Because a cluster doesn't work like a normal computer.

Your users don't see the nodes. They submit jobs and wait for their turn in the cluster. A sophisticated resource planner / job scheduler tries to empty the queue while optimizing job placement so the system usage can be maximized as much as possible.

Also, users' jobs work in under their own users. You need to isolate them. Giving them access to docker or any root level container engine is completely removing UNIX user security and isolation model and running in Windows95 mode. This also compromises system security since everyone is practically root at that point. Singularity is user-mode and its usage is increasing but then comes the next point.

Performance and hardware access is critical in HPC. GPU and special HBAs like Infiniband requires direct access from processes to run at their maximum performance or work at all. GPU access is much more important than containerizing workloads. Docker GPU is here because nVidia wanted to containerize AI workloads on DGX/HGX systems. These technologies are maturing on HPC now.

In performance front, consider the following: If main loop of your computation loses a second due to these abstractions, considering this loops run thousand times per core on many nodes, lost productivity is eye-watering. My simple application computes 1.7 million integrations per second per core. So, for working on long problems, increasing this number is critical.

Last but not the least, some of the applications run on these systems are developed for 20 years now. So, these applications are not some simple code bases which are extremely tidy and neat. You can't know/guess how these applications behave before running them inside a container. As I've said, you need to be able to trust what you have too. So, we scientists and HPC administrators tend to walk slowly but surely.

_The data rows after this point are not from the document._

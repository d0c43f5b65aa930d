// ============================================================================
// GAUGE CONFIGURATION
// ============================================================================

use crate::error::GaugeError;
use crate::geometry::{degree_to_radian, Insets, Point, Rect};
use bon::Builder;
use serde::Deserialize;
use std::path::PathBuf;
use std::str::FromStr;

/// RGBA color for gauge elements.
#[derive(Debug, Clone, Copy, PartialEq, Eq, Hash)]
pub struct Color {
    pub r: u8,
    pub g: u8,
    pub b: u8,
    pub a: u8,
}

impl Color {
    pub const BLACK: Color = Color::new(0x00, 0x00, 0x00);
    pub const WHITE: Color = Color::new(0xff, 0xff, 0xff);
    pub const GREEN: Color = Color::new(0x2e, 0xb8, 0x4b);
    pub const YELLOW: Color = Color::new(0xf2, 0xc0, 0x1e);
    pub const RED: Color = Color::new(0xe0, 0x2b, 0x2b);

    pub const fn new(r: u8, g: u8, b: u8) -> Self {
        Self { r, g, b, a: 0xff }
    }

    pub const fn with_alpha(self, a: u8) -> Self {
        Self { a, ..self }
    }

    pub const fn as_tuple(self) -> (u8, u8, u8) {
        (self.r, self.g, self.b)
    }

    /// Each channel scaled by 0.7, floored.
    pub fn darker(self) -> Self {
        let scale = |c: u8| (c as f64 * 0.7) as u8;
        Self {
            r: scale(self.r),
            g: scale(self.g),
            b: scale(self.b),
            a: self.a,
        }
    }

    pub fn lerp(self, other: Color, t: f64) -> Self {
        let t = t.clamp(0.0, 1.0);
        let mix = |a: u8, b: u8| (a as f64 + (b as f64 - a as f64) * t).round() as u8;
        Self {
            r: mix(self.r, other.r),
            g: mix(self.g, other.g),
            b: mix(self.b, other.b),
            a: mix(self.a, other.a),
        }
    }

    /// `#rrggbb` for SVG attributes.
    pub fn to_hex(self) -> String {
        format!("#{:02x}{:02x}{:02x}", self.r, self.g, self.b)
    }

    pub fn opacity(self) -> f64 {
        self.a as f64 / 255.0
    }
}

impl FromStr for Color {
    type Err = GaugeError;

    /// Parses `#rgb`, `#rrggbb` or `#rrggbbaa` (leading `#` optional) and a few names.
    fn from_str(s: &str) -> Result<Self, Self::Err> {
        let s = s.trim();
        match s.to_ascii_lowercase().as_str() {
            "black" => return Ok(Color::BLACK),
            "white" => return Ok(Color::WHITE),
            "green" => return Ok(Color::GREEN),
            "yellow" => return Ok(Color::YELLOW),
            "red" => return Ok(Color::RED),
            _ => {}
        }
        let hex = s.trim_start_matches('#');
        let bad = || GaugeError::InvalidArgument(format!("bad color {s:?}"));
        let byte = |i: usize| u8::from_str_radix(hex.get(i..i + 2).ok_or_else(bad)?, 16).map_err(|_| bad());
        match hex.len() {
            3 => {
                let nib = |i: usize| {
                    u8::from_str_radix(hex.get(i..i + 1).ok_or_else(bad)?, 16)
                        .map(|v| v * 17)
                        .map_err(|_| bad())
                };
                Ok(Color::new(nib(0)?, nib(1)?, nib(2)?))
            }
            6 => Ok(Color::new(byte(0)?, byte(2)?, byte(4)?)),
            8 => Ok(Color::new(byte(0)?, byte(2)?, byte(4)?).with_alpha(byte(6)?)),
            _ => Err(bad()),
        }
    }
}

// ============================================================================
// FACE GEOMETRY
// ============================================================================

/// Declarative face template in design units, loaded once per face.
#[derive(Debug, Clone, PartialEq, Builder, Deserialize)]
#[serde(default)]
pub struct FaceGeometry {
    #[builder(default = Point::new(100.0, 100.0))]
    pub center: Point,
    /// Default bounding size the radii are expressed against.
    #[builder(default = 200.0)]
    pub bounds_width: f64,
    #[builder(default = 200.0)]
    pub bounds_height: f64,

    #[builder(default = degree_to_radian(270.0))]
    pub angle_span: f64,
    #[builder(default = 0.0)]
    pub rotation_offset: f64,

    // Ticks: radii are the outer end of each tick line
    #[builder(default = 86.0)]
    pub major_tick_radius: f64,
    #[builder(default = 12.0)]
    pub major_tick_length: f64,
    #[builder(default = 2.0)]
    pub major_tick_width: f64,
    #[builder(default = 86.0)]
    pub minor_tick_radius: f64,
    #[builder(default = 6.0)]
    pub minor_tick_length: f64,
    #[builder(default = 1.0)]
    pub minor_tick_width: f64,

    // Labels
    #[builder(default = 62.0)]
    pub value_radius: f64,
    #[builder(default = 14.0)]
    pub label_font_size: f64,
    /// Slot for the aggregate value in full-circle faces.
    pub value_slot: Option<Rect>,

    // Range band
    #[builder(default = 94.0)]
    pub range_outer_radius: f64,
    #[builder(default = 6.0)]
    pub range_width: f64,

    // Needle and hub
    #[builder(default = 80.0)]
    pub needle_length: f64,
    #[builder(default = 14.0)]
    pub needle_back_length: f64,
    #[builder(default = 4.0)]
    pub needle_width: f64,
    #[builder(default = 6.0)]
    pub hub_radius: f64,
    #[builder(default = 98.0)]
    pub panel_radius: f64,

    pub panel_asset: Option<PathBuf>,
    pub needle_asset: Option<PathBuf>,
    pub hub_asset: Option<PathBuf>,
}

impl Default for FaceGeometry {
    fn default() -> Self {
        Self::builder().build()
    }
}

// ============================================================================
// GAUGE SPEC
// ============================================================================

/// Live data painted onto a face for a single render.
#[derive(Debug, Clone, PartialEq, Builder)]
pub struct GaugeSpec {
    #[builder(default = 0.0)]
    pub min: f64,
    #[builder(default = 100.0)]
    pub max: f64,
    #[builder(default = 10.0)]
    pub major_inc: f64,
    #[builder(default = 2.0)]
    pub minor_inc: f64,
    #[builder(default = 0.0)]
    pub value: f64,
    pub target: Option<f64>,
    /// Range boundaries, expected ascending.
    #[builder(default)]
    pub ranges: Vec<f64>,
    #[builder(default)]
    pub range_colors: Vec<Color>,
    #[builder(default = false)]
    pub round_ranges: bool,
    #[builder(default = false)]
    pub gradient: bool,
    /// Translucent overlay band between two values.
    pub highlight: Option<(f64, f64)>,
}

impl GaugeSpec {
    /// `max > min` and a positive major increment.
    pub fn is_drawable(&self) -> bool {
        self.max > self.min && self.major_inc > 0.0 && self.min.is_finite() && self.max.is_finite()
    }

    pub fn clamped_value(&self) -> f64 {
        self.value.clamp(self.min, self.max)
    }
}

// ============================================================================
// RENDER OPTIONS
// ============================================================================

#[derive(Debug, Clone, Copy, PartialEq, Eq)]
pub enum OutputFormat {
    Raster,
    Vector,
}

#[derive(Debug, Clone, PartialEq, Builder)]
pub struct RenderOptions {
    #[builder(default = 300)]
    pub width: u32,
    #[builder(default = 300)]
    pub height: u32,
    #[builder(default = OutputFormat::Raster)]
    pub format: OutputFormat,
    #[builder(default = false)]
    pub shadow: bool,
    #[builder(default = 8.0)]
    pub shadow_edge: f64,
    /// Export mode: padding subtracted from the output size.
    pub export_insets: Option<Insets>,
    /// Multiplier applied to the central value font after fitting.
    #[builder(default = 1.0)]
    pub font_scale: f64,
    /// Horizontal gap between neighbouring tick labels, in pixels.
    #[builder(default = 4.0)]
    pub label_gap: f64,
}

impl Default for RenderOptions {
    fn default() -> Self {
        Self::builder().build()
    }
}

#[cfg(test)]
mod tests {
    use super::*;

    #[test]
    fn test_darker_scales_channels() {
        let c = Color::new(100, 200, 10).darker();
        assert_eq!(c.as_tuple(), (70, 140, 7));
        assert_eq!(c.a, 0xff);
    }

    #[test]
    fn test_parse_colors() {
        assert_eq!("#ff0000".parse::<Color>().unwrap(), Color::new(255, 0, 0));
        assert_eq!("0f0".parse::<Color>().unwrap(), Color::new(0, 255, 0));
        assert_eq!(
            "#00000080".parse::<Color>().unwrap(),
            Color::BLACK.with_alpha(0x80)
        );
        assert_eq!("red".parse::<Color>().unwrap(), Color::RED);
        assert!("#12".parse::<Color>().is_err());
        assert!("zzzzzz".parse::<Color>().is_err());
    }

    #[test]
    fn test_face_defaults_match_builder() {
        let face: FaceGeometry = serde_json::from_str(r#"{ "range_width": 10.0 }"#).unwrap();
        assert_eq!(face.range_width, 10.0);
        assert_eq!(face.major_tick_radius, FaceGeometry::default().major_tick_radius);
    }

    #[test]
    fn test_degenerate_spec_is_not_drawable() {
        assert!(!GaugeSpec::builder().min(5.0).max(5.0).build().is_drawable());
        assert!(!GaugeSpec::builder().major_inc(0.0).build().is_drawable());
        assert!(GaugeSpec::builder().build().is_drawable());
    }
}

Doing my job properly on the HPC side means my cluster works with utmost efficiency and bulletproof user isolation so people can trust the validity of their results and integrity of their privacy. Doing my job properly on the development side means that my code builds with minimum effort and with maximum performance on systems I support. HPC software is not a single service which works like a normal container workload. We need to evolve our software to run with minimum problems with containers and containers should evolve to accommodate our workloads, workflows and meet our other needs.

The cutting edge technology doesn't solve every problem with same elegance. Also we're not a set of lazy academics or sysadmins just because our systems work more traditionally.